**EXERCISE REQUIREMENTS:** For this exercise, copy out each line of the material below that includes "CatArgs".
★ ★ ★ ★ ★
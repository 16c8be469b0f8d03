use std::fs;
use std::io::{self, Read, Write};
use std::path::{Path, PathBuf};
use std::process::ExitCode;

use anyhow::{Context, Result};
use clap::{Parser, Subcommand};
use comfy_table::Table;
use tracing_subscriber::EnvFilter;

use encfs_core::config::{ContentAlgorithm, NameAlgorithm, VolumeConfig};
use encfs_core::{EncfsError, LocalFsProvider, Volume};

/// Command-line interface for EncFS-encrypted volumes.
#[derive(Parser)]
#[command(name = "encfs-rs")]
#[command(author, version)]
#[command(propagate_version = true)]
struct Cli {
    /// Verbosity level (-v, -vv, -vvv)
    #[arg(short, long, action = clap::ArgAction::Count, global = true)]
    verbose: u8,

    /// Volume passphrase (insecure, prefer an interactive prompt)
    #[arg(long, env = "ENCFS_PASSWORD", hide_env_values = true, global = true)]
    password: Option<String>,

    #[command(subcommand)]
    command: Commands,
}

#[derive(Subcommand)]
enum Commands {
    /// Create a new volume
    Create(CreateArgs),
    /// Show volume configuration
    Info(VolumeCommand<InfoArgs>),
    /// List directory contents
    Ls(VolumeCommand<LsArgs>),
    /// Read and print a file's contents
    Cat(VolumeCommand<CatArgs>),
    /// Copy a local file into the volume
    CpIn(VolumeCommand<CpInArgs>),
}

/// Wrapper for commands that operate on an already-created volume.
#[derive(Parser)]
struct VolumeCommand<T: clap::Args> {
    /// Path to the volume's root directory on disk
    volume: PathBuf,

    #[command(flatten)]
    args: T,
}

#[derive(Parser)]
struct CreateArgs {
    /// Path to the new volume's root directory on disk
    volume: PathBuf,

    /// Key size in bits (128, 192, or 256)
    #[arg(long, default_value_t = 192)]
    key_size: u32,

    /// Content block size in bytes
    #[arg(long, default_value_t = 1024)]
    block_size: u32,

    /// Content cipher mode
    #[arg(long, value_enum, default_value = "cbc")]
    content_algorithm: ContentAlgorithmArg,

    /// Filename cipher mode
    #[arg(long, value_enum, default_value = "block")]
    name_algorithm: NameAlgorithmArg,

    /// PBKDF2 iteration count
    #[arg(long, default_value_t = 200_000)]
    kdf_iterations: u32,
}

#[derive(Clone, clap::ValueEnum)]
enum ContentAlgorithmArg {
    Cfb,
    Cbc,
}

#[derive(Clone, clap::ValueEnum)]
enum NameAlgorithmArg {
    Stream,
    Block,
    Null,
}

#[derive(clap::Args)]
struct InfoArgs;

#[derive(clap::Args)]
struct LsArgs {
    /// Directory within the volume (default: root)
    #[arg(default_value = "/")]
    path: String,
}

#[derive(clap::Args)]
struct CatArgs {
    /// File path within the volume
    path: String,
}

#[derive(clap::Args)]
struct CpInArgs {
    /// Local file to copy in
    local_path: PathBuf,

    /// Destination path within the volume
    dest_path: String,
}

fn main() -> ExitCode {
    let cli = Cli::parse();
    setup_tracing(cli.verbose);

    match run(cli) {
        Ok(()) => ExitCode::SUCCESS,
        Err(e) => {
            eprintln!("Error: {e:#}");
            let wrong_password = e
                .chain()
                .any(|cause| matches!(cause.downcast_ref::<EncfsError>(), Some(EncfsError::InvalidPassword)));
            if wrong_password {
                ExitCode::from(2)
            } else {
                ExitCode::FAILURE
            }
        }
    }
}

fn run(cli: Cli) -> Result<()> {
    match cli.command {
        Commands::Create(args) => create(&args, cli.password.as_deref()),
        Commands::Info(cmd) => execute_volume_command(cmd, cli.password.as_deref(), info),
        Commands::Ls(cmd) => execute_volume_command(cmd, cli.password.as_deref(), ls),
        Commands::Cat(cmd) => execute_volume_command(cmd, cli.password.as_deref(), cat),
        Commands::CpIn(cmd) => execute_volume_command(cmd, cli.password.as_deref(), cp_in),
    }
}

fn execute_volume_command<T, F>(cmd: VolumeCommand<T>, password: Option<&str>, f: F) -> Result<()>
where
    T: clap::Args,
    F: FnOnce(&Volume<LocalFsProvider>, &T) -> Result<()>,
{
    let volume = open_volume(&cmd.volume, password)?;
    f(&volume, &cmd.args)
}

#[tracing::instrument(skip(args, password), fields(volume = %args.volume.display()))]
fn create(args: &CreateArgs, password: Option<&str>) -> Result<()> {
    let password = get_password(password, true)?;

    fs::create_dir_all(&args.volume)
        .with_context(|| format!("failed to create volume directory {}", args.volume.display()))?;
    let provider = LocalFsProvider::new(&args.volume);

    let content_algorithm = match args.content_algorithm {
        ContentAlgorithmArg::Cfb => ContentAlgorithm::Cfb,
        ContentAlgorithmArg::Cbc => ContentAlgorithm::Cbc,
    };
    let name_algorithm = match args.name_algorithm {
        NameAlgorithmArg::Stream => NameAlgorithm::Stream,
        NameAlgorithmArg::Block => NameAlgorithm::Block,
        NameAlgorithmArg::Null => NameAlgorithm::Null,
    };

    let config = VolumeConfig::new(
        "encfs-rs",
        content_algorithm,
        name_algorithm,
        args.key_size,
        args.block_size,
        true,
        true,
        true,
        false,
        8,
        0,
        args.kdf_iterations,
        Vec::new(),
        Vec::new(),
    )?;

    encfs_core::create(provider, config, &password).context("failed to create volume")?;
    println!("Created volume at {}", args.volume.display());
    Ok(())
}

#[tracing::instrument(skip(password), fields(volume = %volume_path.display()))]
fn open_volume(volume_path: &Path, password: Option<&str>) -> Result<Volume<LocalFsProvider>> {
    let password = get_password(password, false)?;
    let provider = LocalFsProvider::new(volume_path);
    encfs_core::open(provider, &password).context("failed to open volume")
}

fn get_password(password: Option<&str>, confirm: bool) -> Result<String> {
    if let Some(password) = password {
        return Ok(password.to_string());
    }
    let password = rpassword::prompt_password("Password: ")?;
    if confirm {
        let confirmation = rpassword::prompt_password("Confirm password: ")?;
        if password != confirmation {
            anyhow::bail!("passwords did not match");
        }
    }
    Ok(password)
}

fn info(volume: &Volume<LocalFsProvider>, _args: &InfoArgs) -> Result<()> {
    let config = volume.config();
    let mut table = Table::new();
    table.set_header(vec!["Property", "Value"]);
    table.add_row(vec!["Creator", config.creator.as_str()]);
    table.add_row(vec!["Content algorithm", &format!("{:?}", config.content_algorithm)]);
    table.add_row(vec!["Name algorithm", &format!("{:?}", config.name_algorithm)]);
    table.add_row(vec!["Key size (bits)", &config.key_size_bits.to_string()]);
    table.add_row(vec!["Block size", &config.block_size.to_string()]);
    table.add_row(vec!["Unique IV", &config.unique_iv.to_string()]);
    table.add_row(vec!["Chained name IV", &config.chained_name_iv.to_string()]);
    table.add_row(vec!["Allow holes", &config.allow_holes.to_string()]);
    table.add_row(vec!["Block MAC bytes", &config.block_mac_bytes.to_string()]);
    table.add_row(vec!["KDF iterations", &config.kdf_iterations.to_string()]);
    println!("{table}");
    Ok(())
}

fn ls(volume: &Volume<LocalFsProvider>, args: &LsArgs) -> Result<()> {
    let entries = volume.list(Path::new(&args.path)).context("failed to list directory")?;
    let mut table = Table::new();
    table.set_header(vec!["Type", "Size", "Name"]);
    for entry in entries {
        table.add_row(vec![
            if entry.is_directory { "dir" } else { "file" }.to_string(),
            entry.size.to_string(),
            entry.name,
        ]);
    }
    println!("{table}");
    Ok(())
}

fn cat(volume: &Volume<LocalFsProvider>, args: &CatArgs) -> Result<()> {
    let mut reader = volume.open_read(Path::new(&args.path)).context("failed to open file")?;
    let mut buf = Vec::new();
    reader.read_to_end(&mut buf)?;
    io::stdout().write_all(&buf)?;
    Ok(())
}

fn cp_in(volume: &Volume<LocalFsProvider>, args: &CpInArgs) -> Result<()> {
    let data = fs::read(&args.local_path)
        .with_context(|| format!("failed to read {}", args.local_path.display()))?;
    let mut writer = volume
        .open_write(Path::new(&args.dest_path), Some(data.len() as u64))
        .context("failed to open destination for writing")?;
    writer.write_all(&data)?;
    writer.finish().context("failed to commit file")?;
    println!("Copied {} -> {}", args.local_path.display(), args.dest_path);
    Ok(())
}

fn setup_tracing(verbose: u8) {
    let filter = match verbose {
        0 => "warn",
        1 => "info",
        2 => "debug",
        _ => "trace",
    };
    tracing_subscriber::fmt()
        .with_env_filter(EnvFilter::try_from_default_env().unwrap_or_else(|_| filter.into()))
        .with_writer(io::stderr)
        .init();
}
★ ★ ★ ★ ★
**THE ANSWER:**
    Cat(VolumeCommand<CatArgs>),
struct CatArgs {
fn cat(volume: &Volume<LocalFsProvider>, args: &CatArgs) -> Result<()> {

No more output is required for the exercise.